Former ACC of Kent Police David Ainsworth
Former ACC of Kent Police David Ainsworth

An inquest has heard of the last days of an ex-Kent police chief facing dozens of misconduct allegations.

David Ainsworth, who rose to the rank of assistant chief constable at Kent after 22 years in the force, had relocated to Wiltshire at the time of the investigation.

He was facing up to 24 allegations from women across the two forces.

At an inquest into his death his boss, Brian Moore, defended his force's actions.

Deputy chief constable David Ainsworth was found hanged while under investigation for making sexist remarks to female colleagues.

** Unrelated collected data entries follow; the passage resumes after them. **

//! # Device Monitor
//!
//! Lê o log serial de um dispositivo embarcado, imprime cada linha
//! colorida por categoria e plota a memória livre/total em tempo real.
//!
//! ## Uso
//! ```bash
//! device_monitor                          # porta do config.toml
//! device_monitor /dev/ttyUSB0 --baud 921600
//! device_monitor --filter mem --suppress loop
//! device_monitor --no-chart               # só terminal (Ctrl-C para sair)
//! device_monitor --list-ports
//! ```
//!
//! ## Atalhos (janela do gráfico)
//! - `Q` / `Esc`: Sair

mod console;
mod dashboard;
mod serial_thread;

use clap::Parser;
use console::ConsoleSink;
use dashboard::MemoryDashboard;
use monitor_core::buffer::TelemetryBuffer;
use monitor_core::config::{AppConfig, IngestionConfig};
use monitor_core::ingest::Disconnect;
use monitor_core::serial::{self, SerialLink};
use std::path::PathBuf;
use std::process::ExitCode;
use std::sync::Arc;
use std::sync::atomic::Ordering;
use std::time::Duration;
use tracing::{error, info, warn};

#[derive(Parser)]
#[command(name = "device_monitor", about = "Monitor serial com gráfico de memória", version)]
struct Cli {
    /// Porta serial (padrão: config.toml ou padrão da plataforma)
    #[arg(value_name = "PORT")]
    port: Option<String>,

    /// Baud rate
    #[arg(long)]
    baud: Option<u32>,

    /// Só exibe linhas que contêm esta palavra (sem diferenciar maiúsculas)
    #[arg(long)]
    filter: Option<String>,

    /// Oculta linhas que contêm esta palavra (sem diferenciar maiúsculas)
    #[arg(long)]
    suppress: Option<String>,

    /// Número de amostras mantidas no gráfico
    #[arg(long, value_name = "N")]
    max_points: Option<usize>,

    /// Arquivo de configuração (padrão: config.toml ao lado do executável)
    #[arg(long, value_name = "PATH")]
    config: Option<PathBuf>,

    /// Só terminal, sem janela de gráfico
    #[arg(long)]
    no_chart: bool,

    /// Lista as portas seriais e sai
    #[arg(long)]
    list_ports: bool,
}

impl Cli {
    /// Argumentos da linha de comando têm prioridade sobre o arquivo.
    fn apply(&self, config: &mut AppConfig) {
        if let Some(port) = &self.port {
            config.serial.port = port.clone();
        }
        if let Some(baud) = self.baud {
            config.serial.baud = baud;
        }
        if let Some(filter) = &self.filter {
            config.filters.filter = filter.clone();
        }
        if let Some(suppress) = &self.suppress {
            config.filters.suppress = suppress.clone();
        }
        if let Some(max_points) = self.max_points {
            config.telemetry.max_points = max_points;
        }
        if self.no_chart {
            config.chart.enabled = false;
        }
    }
}

fn main() -> ExitCode {
    // ── Logging ──
    tracing_subscriber::fmt()
        .with_env_filter(
            tracing_subscriber::EnvFilter::try_from_default_env()
                .unwrap_or_else(|_| "info".into()),
        )
        .init();

    let cli = Cli::parse();

    if cli.list_ports {
        return list_ports();
    }

    // ── Config ──
    let config_path = cli.config.clone().unwrap_or_else(AppConfig::default_path);
    let mut config = AppConfig::load(&config_path);

    // Salva config padrão se não existir
    if cli.config.is_none() && !config_path.exists() {
        if let Err(e) = config.save(&config_path) {
            warn!("Não foi possível salvar config padrão: {e}");
        }
    }

    cli.apply(&mut config);

    let errors = config.validate();
    if !errors.is_empty() {
        for e in &errors {
            console::alert(&format!("Configuração inválida: {e}"));
        }
        return ExitCode::from(2);
    }

    let ingestion = config.ingestion();
    print_banner(&ingestion);

    // ── Conexão ──
    let link = match SerialLink::open(&ingestion) {
        Ok(link) => link,
        Err(e) => {
            console::alert(&e.to_string());
            return ExitCode::FAILURE;
        }
    };

    let buffer = Arc::new(TelemetryBuffer::new(config.telemetry.max_points));
    let port = ingestion.port().to_string();

    let handle = match serial_thread::spawn_ingest_thread(
        link,
        ingestion,
        Arc::clone(&buffer),
        ConsoleSink,
    ) {
        Ok(handle) => handle,
        Err(e) => {
            console::alert(&e.to_string());
            return ExitCode::FAILURE;
        }
    };

    // ── Renderização ──
    let mut exit = ExitCode::SUCCESS;
    if config.chart.enabled {
        console::notice("Abrindo janela do gráfico... (feche a janela para sair)");
        let refresh = Duration::from_millis(config.chart.refresh_ms);
        if let Err(e) = run_chart(buffer, port, refresh) {
            error!("Falha na janela do gráfico: {e}");
            exit = ExitCode::FAILURE;
        }
        handle.stop();
    } else {
        let stop = handle.stop_flag();
        if let Err(e) = ctrlc::set_handler(move || {
            info!("Sinal de parada recebido");
            stop.store(true, Ordering::Relaxed);
        }) {
            warn!("Falha ao registrar handler de Ctrl-C: {e}");
        }
    }

    // Sem gráfico, só retorna após Ctrl-C ou desconexão
    if let Some(message) = handle.join().as_ref().and_then(disconnect_notice) {
        console::alert(&message);
    }
    console::notice("Saindo...");

    exit
}

/// Mensagem ao operador quando a conexão terminou sem pedido de parada.
fn disconnect_notice(outcome: &Disconnect) -> Option<String> {
    match outcome {
        Disconnect::Cancelled => None,
        Disconnect::EndOfStream => Some("Porta fechada pelo dispositivo (fim dos dados).".into()),
        Disconnect::DeviceLost(e) => Some(format!("Dispositivo desconectado: {e}")),
    }
}

fn run_chart(buffer: Arc<TelemetryBuffer>, port: String, refresh: Duration) -> eframe::Result<()> {
    let options = eframe::NativeOptions {
        viewport: eframe::egui::ViewportBuilder::default()
            .with_title("Device Memory Monitor")
            .with_inner_size([1000.0, 600.0])
            .with_min_inner_size([640.0, 400.0]),
        ..Default::default()
    };

    eframe::run_native(
        "Device Memory Monitor",
        options,
        Box::new(move |_cc| Ok(Box::new(MemoryDashboard::new(buffer, port, refresh)))),
    )
}

fn print_banner(config: &IngestionConfig) {
    console::notice(&format!(
        "--- Abrindo {} a {} baud ---",
        config.port(),
        config.baud()
    ));
    for warning in config.warnings() {
        warn!("{warning}");
        console::notice(&format!("Aviso: {warning}"));
    }
    if let Some(filter) = config.filter() {
        console::notice(&format!("Exibindo apenas linhas com: '{filter}'"));
    }
    if let Some(suppress) = config.suppress() {
        console::notice(&format!("Ocultando linhas com: '{suppress}'"));
    }
}

fn list_ports() -> ExitCode {
    match serial::list_ports() {
        Ok(ports) if ports.is_empty() => {
            console::notice("Nenhuma porta serial encontrada");
            ExitCode::SUCCESS
        }
        Ok(ports) => {
            for port in ports {
                println!("{port}");
            }
            ExitCode::SUCCESS
        }
        Err(e) => {
            console::alert(&format!("Erro ao listar portas: {e}"));
            ExitCode::FAILURE
        }
    }
}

Brian Moore, the former chief constable of Wiltshire Police, said the force had offered support to David Ainsworth in the weeks before his death.

The inquest heard Mr Ainsworth felt the force was "gunning for him" and feared he would "lose everything" as a result of the investigations.

But his former boss Mr Moore - now head of the troubled UK Border Force - said Mr Ainsworth's welfare was taken seriously.

Trowbridge Coroner's Court in Wiltshire was told that investigations into alleged sexist behaviour covered DCC Ainsworth’s two years with Wiltshire Police AND his 22 years at Kent.

The high-flying officer - nicknamed ‘The Brain’ due to his intelligence - was accused of telling one female ‘nice buttons’, while looking at her top, in one of the claims.

Statements were taken from around 50 serving colleagues and some of the claims involved previously investigated reports of misconduct - for which he had receiving extra training.

Coroner David Ridley heard that the allegations relating to Mr Ainsworth's time in Kent surrounded two text messages - but the court was not told the exact nature of the claims.

The £110,000-a-year-officer was found hanged at his home in Potterne, Wiltshire, on March 22 last year, six months after the allegations came to light.

Mr Moore told the inquest that some of the allegations into Mr Ainsworth were previous cases that had already been investigated.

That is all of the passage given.